Four years after passing a major tax cut that slashed federal revenues, Republicans are raising alarms about the national debt again.
President Joe Biden has already signed a $1.9 trillion coronavirus and economic relief package known as the American Rescue Plan, and he’s pushing to enact perhaps trillions more in federal spending for infrastructure and other priorities.
One Republican argument against these measures has been their impact on the national debt, although Biden has also proposed tax increases to fund some of his plans.
Former U.N. ambassador and former South Carolina Gov. Nikki Haley, a Republican, took a shot at Biden’s fiscal policy in a June 28 Facebook post.
“The national debt is now bigger than our economy,” she wrote. “That hasn’t happened since World War Two — and we’re in peacetime. Joe Biden is digging a hole America can never fill. But he doesn’t care.
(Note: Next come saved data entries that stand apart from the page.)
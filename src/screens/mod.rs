//! Full-screen pages other than the dashboard.
//!
//! - **Debug Page** ([`debug`]): frame timing, redraw counters, simulator
//!   stats and the event log (`Y` toggles it at runtime)

mod debug;

pub use debug::{SimulatorStats, draw_debug_page};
When the bill comes due, he’ll be long gone.”
She is correct about the debt ratio — the nation’s publicly held debt did exceed its gross domestic product at the end of 2020, for the first time since World War II. But Haley’s post focused narrowly on one measure of government debt. And it goes too far in associating Biden’s policies with the nation’s debt burden.
The two parts of the debt-to-GDP ratio are intertwined: Governments may take on more debt to finance programs that promote economic growth. And as a country’s economy grows, so does its borrowing capacity. But at a certain level, high government debt can also inhibit economic growth by raising borrowing costs for businesses and consumers.
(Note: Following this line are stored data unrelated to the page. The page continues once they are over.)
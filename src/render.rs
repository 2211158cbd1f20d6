//! Render state tracking for conditional redraws.
//!
//! Decides, once per frame, what must be repainted:
//! - Header conditional redraw (on clock change, link change, cleanup or page switch)
//! - Popup cleanup (clear display when a popup closes or switches)
//! - Alert overlay cleanup (clear display when the last alert is cleared)
//! - Page switch cleanup (rebuild after leaving the debug page)
//!
//! # Update Strategy
//!
//! | Element | Update Frequency | Strategy |
//! |---------|-----------------|----------|
//! | Backdrop | After any clear | Redrawn with the clear |
//! | Header | Once per second | Conditional redraw |
//! | Panels | Every frame | Always redraw (values ease continuously) |
//! | Popups / alert | While visible | Full clear on close |
//!
//! Overlays are drawn on top of panels and the backdrop between them. When an
//! overlay disappears, the gaps it covered would keep stale pixels, so the
//! whole frame is cleared and rebuilt in the same frame.

use std::time::Instant;

use crate::config::POPUP_DURATION;

/// Command popup currently on screen, with the instant it opened.
///
/// Only one popup is visible at a time; the most recent command wins.
#[derive(Clone, Copy, Debug)]
pub enum Popup {
    /// "ACTIVE" / "PAUSED" after toggling the robot.
    Mode(Instant),
    /// "ONLINE" / "OFFLINE" after toggling the link.
    Link(Instant),
    /// "FAULT INJECTED" after adding a simulated fault.
    Fault(Instant),
    /// "ALERTS CLEARED" after clearing the alert list.
    Cleared(Instant),
}

impl Popup {
    /// Instant the popup opened.
    #[inline]
    pub const fn start_time(&self) -> Instant {
        match self {
            Self::Mode(t) | Self::Link(t) | Self::Fault(t) | Self::Cleared(t) => *t,
        }
    }

    /// Check if this popup has expired at `now`.
    #[inline]
    pub fn is_expired(&self, now: Instant) -> bool {
        now.saturating_duration_since(self.start_time()) >= POPUP_DURATION
    }

    /// Popup kind (discriminant only, for comparison).
    #[inline]
    const fn kind(&self) -> u8 {
        match self {
            Self::Mode(_) => 0,
            Self::Link(_) => 1,
            Self::Fault(_) => 2,
            Self::Cleared(_) => 3,
        }
    }
}

/// Tracks render state for conditional display updates.
pub struct RenderState {
    /// Clock revision shown in the header last time it was drawn.
    prev_clock_revision: u32,

    /// Link state shown in the header last time it was drawn.
    prev_connected: bool,

    /// Kind of popup drawn last frame.
    prev_popup_kind: Option<u8>,

    /// Whether the alert overlay was visible last frame.
    prev_alert_visible: bool,

    /// Whether an overlay closed this frame (need to clear remnants).
    overlay_just_closed: bool,

    /// Nothing has been drawn yet.
    first_frame: bool,

    /// A page switch invalidated the whole frame.
    display_cleared: bool,
}

impl RenderState {
    /// Create a new render state for the first frame.
    pub const fn new() -> Self {
        Self {
            prev_clock_revision: 0,
            prev_connected: true,
            prev_popup_kind: None,
            prev_alert_visible: false,
            overlay_just_closed: false,
            first_frame: true,
            display_cleared: false,
        }
    }

    /// Check if the header needs redrawing, and remember what it will show.
    pub const fn check_header_dirty(&mut self, clock_revision: u32, connected: bool) -> bool {
        let dirty = self.needs_clear()
            || clock_revision != self.prev_clock_revision
            || connected != self.prev_connected;

        self.prev_clock_revision = clock_revision;
        self.prev_connected = connected;
        dirty
    }

    /// Record which popup (if any) is drawn this frame.
    ///
    /// Closing a popup or replacing it with another kind both leave stale pixels.
    /// Popups differ in text width, so a switch also needs a clear.
    pub fn update_popup(&mut self, popup: Option<&Popup>) {
        let current_kind = popup.map(Popup::kind);
        let changed = current_kind != self.prev_popup_kind;
        let was_visible = self.prev_popup_kind.is_some();
        self.prev_popup_kind = current_kind;

        if changed && was_visible {
            self.overlay_just_closed = true;
        }
    }

    /// Update alert overlay visibility.
    pub const fn update_alert(&mut self, visible: bool) {
        if self.prev_alert_visible && !visible {
            self.overlay_just_closed = true;
        }
        self.prev_alert_visible = visible;
    }

    /// Check if an overlay closed this frame (need to clear remnants).
    #[inline]
    pub const fn overlay_just_closed(&self) -> bool {
        self.overlay_just_closed
    }

    /// Whether nothing has been drawn yet.
    #[inline]
    const fn is_first_frame(&self) -> bool {
        self.first_frame
    }

    /// Whether the frame must start from a cleared display.
    #[inline]
    pub const fn needs_clear(&self) -> bool {
        self.is_first_frame() || self.overlay_just_closed() || self.display_cleared
    }

    /// Force a full rebuild this frame.
    ///
    /// Used when the page changes.
    pub const fn mark_display_cleared(&mut self) {
        self.display_cleared = true;
    }

    /// Reset per-frame flags once the frame is drawn.
    pub const fn end_frame(&mut self) {
        self.first_frame = false;
        self.overlay_just_closed = false;
        self.display_cleared = false;
    }
}

impl Default for RenderState {
    fn default() -> Self {
        Self::new()
    }
}

// =============================================================================
// Unit Tests
// =============================================================================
The debt reaching 100% of GDP sounds scary, but economists say it’s not necessarily an ominous sign for a country like the U.S. that has strong credit, big reserve assets and expansive borrowing capacity. Such countries can more easily manage their debt loads, and keep their governments functioning over the long term, without resorting to tax increases, said Olivier Blanchard, the former chief economist of the International Monetary Fund, in a 2019 speech. So the “hole” Haley refers to doesn’t affect the U.S. the way it would a weaker economy.
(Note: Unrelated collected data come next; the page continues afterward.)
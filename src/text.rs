//! Fixed-capacity text lines.
//!
//! Alert and log lines are limited by character count, while `heapless::String`
//! capacity is in bytes. Buffers are sized with [`line_capacity`] so a line of
//! the maximum length fits even when every character is four UTF-8 bytes.

use heapless::String;

/// Byte capacity needed for `chars` characters of UTF-8.
pub const fn line_capacity(chars: usize) -> usize {
    chars * 4
}

/// Copy at most `max_chars` characters of `msg` into a fixed buffer.
///
/// Stops early if the buffer fills up first.
pub fn truncate_line<const N: usize>(msg: &str, max_chars: usize) -> String<N> {
    let mut line = String::new();
    for c in msg.chars().take(max_chars) {
        if line.push(c).is_err() {
            break;
        }
    }
    line
}

#[cfg(test)]
mod tests {
    use super::*;

    const MAX: usize = 8;

    #[test]
    fn test_short_line_kept_whole() {
        let line: String<{ line_capacity(MAX) }> = truncate_line("Low", MAX);
        assert_eq!(line.as_str(), "Low");
    }

    #[test]
    fn test_ascii_cut_at_char_limit() {
        let line: String<{ line_capacity(MAX) }> = truncate_line("Brush motor stall", MAX);
        assert_eq!(line.as_str(), "Brush mo");
    }

    #[test]
    fn test_multibyte_counted_as_chars() {
        // 2-byte, 3-byte and 4-byte characters all count as one
        let line: String<{ line_capacity(MAX) }> = truncate_line(&"é€😀".repeat(4), MAX);
        assert_eq!(line.chars().count(), MAX, "Limit applies to characters, not bytes");
        assert_eq!(line.as_str(), "é€😀é€😀é€");
    }

    #[test]
    fn test_small_buffer_stops_on_char_boundary() {
        let line: String<5> = truncate_line("ééé", MAX);
        assert_eq!(line.as_str(), "éé", "A character that does not fit is dropped whole");
    }
}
Still, it’s a development that attracts notice from commentators and politicians, such as Haley, who is a potential 2024 presidential candidate.
Two measures of debt
There are two widely used metrics for federal debt, and both are considered valid. Haley’s historical claim about the ratio is right if you use one measure and wrong if you use the other.
The smaller of the two figures is known as publicly held debt. This includes the debt held by the general public through Treasury bills, bonds and notes. Some is held by U.S. nationals, and some by foreigners.
The larger figure is called gross federal debt. It takes the publicly held debt and adds to it the debt that the government owes itself. This typically happens when trust funds, such as those that pay for Social Security and Medicare, accept federal IOUs.
Haley is correct that the publicly held debt recently crossed the threshold of 100% of the nation’s GDP for the first time since World War II. But it’s worth noting that this milestone occurred at the end of 2020 — the last full year of Donald Trump’s presidency.
In just that one year, the ratio soared from 79% to 100%, as the government spent heavily to fight the coronavirus and the resulting economic slowdown.
Meanwhile, the gross federal debt has been at or above 100% of GDP at every year’s end since 2012. So the year-end level was already there during most of Barack Obama’s administration and through all of Trump’s.
How much is Biden’s responsibility?
A representative for Haley told PolitiFact that her statement was simply stating a fact about the level of debt, and arguing that Biden’s policies would worsen that percentage going forward.
But Haley’s use of the word “now” in conjunction with the critique of Biden’s policies gives the impression that she holds Biden responsible for a debt milestone that was crossed before he took office.
On Biden’s watch, the ratio of publicly held debt to GDP has actually dipped slightly below 100%. At the end of the first quarter of 2021, it stood at 99.75% of GDP. It could fluctuate in the coming months as the post-pandemic economic recovery gains steam.
The Congressional Budget Office has projected that the federal debt will dip below 100% of GDP between 2023 and 2025 before rising again to 106% in 2031, due in part to delayed spending provisions of the American Rescue Plan. That analysis assumes that all other tax and spending laws stay the same, so it doesn’t account for Biden’s plans to raise taxes to pay for some of his spending proposals and otherwise increase tax collections.
In general, it’s overly simplistic to blame, or credit, any president for changes in the federal debt.
Much of our current level of debt has been driven by mandatory spending on Social Security and Medicare, which have been increasing due to the aging of the Baby Boom generation. These expenditures have essentially been on autopilot.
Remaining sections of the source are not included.